Introduction

Given the increasing value of air quality (AQ) models in research and management (e.g. Miranda et al. 2015; Pisoni et al. 2019; East et al. 2021), gaining confidence on their results is crucial. This is achieved through model performance evaluation (Hanna 1988; Chang and Hanna 2005; Dennis et al. 2010; Derwent et al. 2010). Ideally, this assessment uses large AQ datasets from many monitoring sites (to capture the large spatial variability associated to that of emissions) and long-term series (to cover all possible combinations of meteorological and emission conditions). In a typical statistical evaluation, metrics are applied over the complete data set and a single set of measures is obtained for each monitoring site (e.g. Pineda Rojas and Venegas 2013). However, when only a few AQ monitoring sites are available, this kind of assessment may not allow identifying particular features as variations in model error under different input data conditions. An alternative is to compute performance metrics for different ranges of model input variables. This approach has the following two drawbacks: (i) results can be sensitive to the selection of ranges, and (ii) different performance levels may be due to the occurrence of a combination of conditions rather than to a single variable. When large AQ series are available, this can be overcome using big data techniques, such as clustering analysis.

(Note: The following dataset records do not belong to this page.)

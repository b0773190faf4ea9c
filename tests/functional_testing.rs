use omni_tensor::handler::{BackendHandler, IsolatedBackend};
use omni_tensor::HandlerConfig;
use paste::paste;
mod functional_tests;
use functional_tests::arith::*;
use functional_tests::linalg::*;
use functional_tests::reduce::*;

fn run_backend_test(name: &str, test: impl FnOnce(&IsolatedBackend)) {
    let _ = env_logger::builder().is_test(true).try_init();
    let handler = BackendHandler::with_builtin_backends(HandlerConfig::default());
    let backend = handler.with_backend(name).unwrap();
    test(&backend)
}

fn run_ndarray_test(test: impl FnOnce(&IsolatedBackend)) {
    run_backend_test("ndarray", test)
}

fn run_traced_test(test: impl FnOnce(&IsolatedBackend)) {
    run_backend_test("traced", test)
}

#[cfg(feature = "candle")]
fn run_candle_test(test: impl FnOnce(&IsolatedBackend)) {
    run_backend_test("candle", test)
}

macro_rules! do_test {
    ($runner_fn:expr, $runner_name:ident, $test_name:ident) => {
        paste! {
            #[allow(non_snake_case)]
            #[test]
            fn [<$runner_name _ $test_name>]() {
                $runner_fn($test_name);
            }
        }
    };
}

macro_rules! do_tests {
    ($runner_fn:expr, $runner_name:ident) => {
        do_test!($runner_fn, $runner_name, test_add_fp32);
        do_test!($runner_fn, $runner_name, test_add_bf16);
        do_test!($runner_fn, $runner_name, test_mul_f16);
        do_test!($runner_fn, $runner_name, test_sub_broadcast_fp32);
        do_test!($runner_fn, $runner_name, test_scalar_literal_keeps_array_dtype);
        do_test!($runner_fn, $runner_name, test_integer_divide_is_true_division);
        do_test!($runner_fn, $runner_name, test_unary_fp32);
        do_test!($runner_fn, $runner_name, test_square_is_compositional_everywhere);
        do_test!($runner_fn, $runner_name, test_sum_fp32);
        do_test!($runner_fn, $runner_name, test_mean_fp32);
        do_test!($runner_fn, $runner_name, test_mean_of_integers_is_float64);
        do_test!($runner_fn, $runner_name, test_var_std_fp32);
        do_test!($runner_fn, $runner_name, test_axis_reductions_are_rejected);
        do_test!($runner_fn, $runner_name, test_matmul_2_3_fp32);
        do_test!($runner_fn, $runner_name, test_matmul_vector_matrix_fp32);
        do_test!($runner_fn, $runner_name, test_matrix_transpose_fp32);
        do_test!($runner_fn, $runner_name, test_vector_norm_and_vecdot_fp32);
        do_test!($runner_fn, $runner_name, test_linear_layer_fp32);
    };
}

do_tests!(run_ndarray_test, ndarray);
do_tests!(run_traced_test, traced);
#[cfg(feature = "candle")]
do_tests!(run_candle_test, candle);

The urban scale atmospheric dispersion model DAUMOD-GRS (Dispersión Atmosférica Urbana - MODelo coupled with the Generic Reaction Set) (Pineda Rojas and Venegas 2013) has been satisfactory tested against observations of nitrogen dioxide (NO2) and ozone (O3) from several short-term (a few weeks) AQ monitoring campaigns carried out in different sites of the metropolitan area of Buenos Aires (MABA, 3830 km2) (Pineda Rojas 2014). Long-term (several years) measurements recently made available by the local environmental protection agency (APRA, ‘Agencia de Protección Ambiental’ in Spanish) allow a more detailed model evaluation under a wide range of conditions. In a previous work (Pineda Rojas and Borge 2019), the model was statistically evaluated against 4 years (2009–2012) of NO2 observations from three monitoring sites in the city. When data were pooled together and a single set of metrics was used for the evaluation at each site, results showed that the general performance of the model was good, with the best performance occurring at the urban background (UB) station. Some overestimation was obtained at this site during nocturnal hours, possibly affecting the modelled peaks of NO2. In this work, we focus on the UB station and expand the former analysis to better understand the ability of the DAUMOD-GRS model to estimate NO2 concentrations under different input variable combinations. A simple methodology based on clustering analysis is presented to classify days by model performance levels. The objective is to assess whether model uncertainty is uniformly distributed or concentrated in particular groups of conditions which can give clues on model behaviour features and thus future improvement options.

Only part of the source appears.